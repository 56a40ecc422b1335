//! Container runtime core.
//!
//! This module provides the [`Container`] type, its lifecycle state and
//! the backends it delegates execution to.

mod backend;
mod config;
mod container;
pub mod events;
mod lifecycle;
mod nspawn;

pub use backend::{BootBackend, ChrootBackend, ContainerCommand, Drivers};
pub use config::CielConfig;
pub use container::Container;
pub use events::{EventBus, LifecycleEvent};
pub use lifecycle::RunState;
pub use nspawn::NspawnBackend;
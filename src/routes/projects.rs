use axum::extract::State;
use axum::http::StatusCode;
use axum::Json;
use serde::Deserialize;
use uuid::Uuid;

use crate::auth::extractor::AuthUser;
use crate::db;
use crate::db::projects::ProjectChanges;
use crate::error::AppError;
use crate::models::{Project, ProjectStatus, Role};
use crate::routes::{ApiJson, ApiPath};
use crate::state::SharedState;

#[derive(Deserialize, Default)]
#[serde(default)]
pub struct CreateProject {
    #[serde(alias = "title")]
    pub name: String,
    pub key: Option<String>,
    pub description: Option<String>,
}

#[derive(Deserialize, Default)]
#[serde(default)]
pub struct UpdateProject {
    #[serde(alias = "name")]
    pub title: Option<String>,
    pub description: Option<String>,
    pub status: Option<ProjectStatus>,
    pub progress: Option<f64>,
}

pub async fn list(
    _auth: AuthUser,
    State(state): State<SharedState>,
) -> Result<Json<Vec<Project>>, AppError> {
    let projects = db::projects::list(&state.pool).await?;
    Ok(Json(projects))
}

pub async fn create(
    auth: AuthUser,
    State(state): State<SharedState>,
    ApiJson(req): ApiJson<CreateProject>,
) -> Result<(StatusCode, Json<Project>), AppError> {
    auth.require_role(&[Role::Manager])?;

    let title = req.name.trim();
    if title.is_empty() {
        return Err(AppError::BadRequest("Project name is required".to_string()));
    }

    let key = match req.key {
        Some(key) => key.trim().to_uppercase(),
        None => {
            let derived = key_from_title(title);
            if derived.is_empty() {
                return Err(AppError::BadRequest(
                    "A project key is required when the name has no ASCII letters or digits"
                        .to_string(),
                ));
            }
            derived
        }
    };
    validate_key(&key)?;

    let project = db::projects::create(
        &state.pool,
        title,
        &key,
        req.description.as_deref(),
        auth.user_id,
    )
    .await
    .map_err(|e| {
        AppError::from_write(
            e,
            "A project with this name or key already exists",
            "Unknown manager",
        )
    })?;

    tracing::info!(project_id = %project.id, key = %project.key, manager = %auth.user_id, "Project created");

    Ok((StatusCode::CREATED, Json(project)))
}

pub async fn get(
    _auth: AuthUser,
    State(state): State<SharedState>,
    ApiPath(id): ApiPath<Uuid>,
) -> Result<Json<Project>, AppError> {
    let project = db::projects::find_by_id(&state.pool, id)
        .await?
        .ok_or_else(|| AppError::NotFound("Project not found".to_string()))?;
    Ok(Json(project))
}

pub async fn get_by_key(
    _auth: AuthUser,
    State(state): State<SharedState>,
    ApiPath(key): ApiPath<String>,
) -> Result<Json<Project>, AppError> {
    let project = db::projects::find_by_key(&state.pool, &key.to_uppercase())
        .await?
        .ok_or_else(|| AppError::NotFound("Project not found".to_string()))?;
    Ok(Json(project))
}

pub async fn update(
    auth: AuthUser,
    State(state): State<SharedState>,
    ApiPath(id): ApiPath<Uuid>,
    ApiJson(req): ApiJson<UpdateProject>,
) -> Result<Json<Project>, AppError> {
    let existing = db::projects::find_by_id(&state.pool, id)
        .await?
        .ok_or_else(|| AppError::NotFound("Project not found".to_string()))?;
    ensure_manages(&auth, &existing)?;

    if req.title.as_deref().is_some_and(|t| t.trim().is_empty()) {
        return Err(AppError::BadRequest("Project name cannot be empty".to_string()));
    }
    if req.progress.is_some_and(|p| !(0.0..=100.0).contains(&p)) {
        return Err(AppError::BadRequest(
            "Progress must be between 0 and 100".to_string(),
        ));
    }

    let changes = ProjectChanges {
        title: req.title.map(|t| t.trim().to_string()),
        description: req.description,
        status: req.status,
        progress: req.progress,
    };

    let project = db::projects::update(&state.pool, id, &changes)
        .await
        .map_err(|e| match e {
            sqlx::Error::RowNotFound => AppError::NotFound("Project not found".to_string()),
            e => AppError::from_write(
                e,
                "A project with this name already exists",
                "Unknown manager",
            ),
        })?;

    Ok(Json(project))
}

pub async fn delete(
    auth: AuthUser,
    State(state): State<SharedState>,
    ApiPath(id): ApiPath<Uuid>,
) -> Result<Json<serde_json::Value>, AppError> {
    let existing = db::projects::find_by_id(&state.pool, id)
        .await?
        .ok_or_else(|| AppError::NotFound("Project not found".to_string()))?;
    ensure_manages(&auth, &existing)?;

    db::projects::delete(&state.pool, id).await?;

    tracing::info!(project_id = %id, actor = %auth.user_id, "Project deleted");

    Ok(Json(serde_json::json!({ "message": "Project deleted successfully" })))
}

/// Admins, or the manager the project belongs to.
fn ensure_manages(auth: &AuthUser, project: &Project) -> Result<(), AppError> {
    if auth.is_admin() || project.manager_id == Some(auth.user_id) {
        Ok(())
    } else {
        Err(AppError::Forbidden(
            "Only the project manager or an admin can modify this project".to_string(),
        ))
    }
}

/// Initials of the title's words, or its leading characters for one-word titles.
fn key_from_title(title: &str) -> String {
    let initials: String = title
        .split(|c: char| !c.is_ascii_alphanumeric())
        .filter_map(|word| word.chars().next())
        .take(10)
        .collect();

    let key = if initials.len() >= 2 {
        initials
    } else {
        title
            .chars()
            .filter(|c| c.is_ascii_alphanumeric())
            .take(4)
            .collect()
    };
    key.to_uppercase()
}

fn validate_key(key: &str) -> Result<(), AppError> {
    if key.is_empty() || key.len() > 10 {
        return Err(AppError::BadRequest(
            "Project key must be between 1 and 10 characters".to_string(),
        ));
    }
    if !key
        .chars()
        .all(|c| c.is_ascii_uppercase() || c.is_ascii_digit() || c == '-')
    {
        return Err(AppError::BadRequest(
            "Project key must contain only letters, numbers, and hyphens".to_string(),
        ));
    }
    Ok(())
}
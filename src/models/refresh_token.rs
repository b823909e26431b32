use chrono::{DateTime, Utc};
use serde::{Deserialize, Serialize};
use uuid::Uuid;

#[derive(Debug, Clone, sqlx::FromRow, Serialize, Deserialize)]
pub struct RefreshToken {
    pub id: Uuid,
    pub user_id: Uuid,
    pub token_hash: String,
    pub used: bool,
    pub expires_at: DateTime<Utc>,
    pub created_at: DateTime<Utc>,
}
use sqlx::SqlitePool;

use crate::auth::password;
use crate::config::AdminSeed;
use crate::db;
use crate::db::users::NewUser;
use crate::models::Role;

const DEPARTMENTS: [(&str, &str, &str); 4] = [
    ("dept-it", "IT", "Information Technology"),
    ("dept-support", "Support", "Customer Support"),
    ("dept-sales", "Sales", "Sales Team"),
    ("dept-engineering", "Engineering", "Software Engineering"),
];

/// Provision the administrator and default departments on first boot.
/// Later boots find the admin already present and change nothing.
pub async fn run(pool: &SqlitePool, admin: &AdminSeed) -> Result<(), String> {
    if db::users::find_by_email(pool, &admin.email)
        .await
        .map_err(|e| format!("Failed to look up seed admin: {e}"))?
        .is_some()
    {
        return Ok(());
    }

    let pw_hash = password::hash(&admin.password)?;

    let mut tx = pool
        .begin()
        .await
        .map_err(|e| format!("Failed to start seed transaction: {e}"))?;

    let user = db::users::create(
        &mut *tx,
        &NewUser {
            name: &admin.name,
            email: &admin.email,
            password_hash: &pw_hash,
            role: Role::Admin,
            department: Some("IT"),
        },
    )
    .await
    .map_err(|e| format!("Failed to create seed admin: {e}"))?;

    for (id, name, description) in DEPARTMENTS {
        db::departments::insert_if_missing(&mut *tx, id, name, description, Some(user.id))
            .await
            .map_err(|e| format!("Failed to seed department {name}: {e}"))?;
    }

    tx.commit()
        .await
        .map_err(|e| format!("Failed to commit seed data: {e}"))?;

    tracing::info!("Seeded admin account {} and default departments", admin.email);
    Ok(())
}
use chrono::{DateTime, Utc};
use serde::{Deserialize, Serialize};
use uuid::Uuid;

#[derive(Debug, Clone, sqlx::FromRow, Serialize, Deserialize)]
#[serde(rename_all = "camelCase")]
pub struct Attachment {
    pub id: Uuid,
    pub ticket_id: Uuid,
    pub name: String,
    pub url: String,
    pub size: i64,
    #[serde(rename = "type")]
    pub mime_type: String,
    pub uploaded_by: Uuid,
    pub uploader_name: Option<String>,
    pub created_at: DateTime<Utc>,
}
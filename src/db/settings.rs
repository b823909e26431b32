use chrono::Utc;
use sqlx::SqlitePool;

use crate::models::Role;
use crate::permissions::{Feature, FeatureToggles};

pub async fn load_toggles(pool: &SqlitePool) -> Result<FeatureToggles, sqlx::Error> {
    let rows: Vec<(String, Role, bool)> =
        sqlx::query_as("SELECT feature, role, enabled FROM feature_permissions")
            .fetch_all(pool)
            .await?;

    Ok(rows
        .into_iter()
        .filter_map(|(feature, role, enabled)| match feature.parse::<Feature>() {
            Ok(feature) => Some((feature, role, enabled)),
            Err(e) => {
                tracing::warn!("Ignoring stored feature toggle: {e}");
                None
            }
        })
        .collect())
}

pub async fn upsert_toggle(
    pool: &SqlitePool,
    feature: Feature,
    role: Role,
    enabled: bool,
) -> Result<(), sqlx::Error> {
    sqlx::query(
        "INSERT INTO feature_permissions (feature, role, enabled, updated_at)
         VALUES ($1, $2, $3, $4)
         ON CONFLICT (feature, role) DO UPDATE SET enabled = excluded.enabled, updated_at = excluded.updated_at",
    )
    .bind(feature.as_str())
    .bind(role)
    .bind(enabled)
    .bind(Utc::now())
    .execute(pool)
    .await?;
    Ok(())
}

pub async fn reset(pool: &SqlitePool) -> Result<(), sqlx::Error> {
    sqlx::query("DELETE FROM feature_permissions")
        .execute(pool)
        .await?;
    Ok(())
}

**Your goal**
If a line comes after the one containing "use axum::extract::State;", leave it out; set down every line of the data before it, and that line itself, exactly.

**Output for this task**
repository 56a40ecc422b1335
//! Container runtime core.
//!
//! This module provides the [`Container`] type, its lifecycle state and
//! the backends it delegates execution to.

mod backend;
mod config;
mod container;
pub mod events;
mod lifecycle;
mod nspawn;

pub use backend::{BootBackend, ChrootBackend, ContainerCommand, Drivers};
pub use config::CielConfig;
pub use container::Container;
pub use events::{EventBus, LifecycleEvent};
pub use lifecycle::RunState;
pub use nspawn::NspawnBackend;
filename src/routes/projects.rs
use axum::extract::State;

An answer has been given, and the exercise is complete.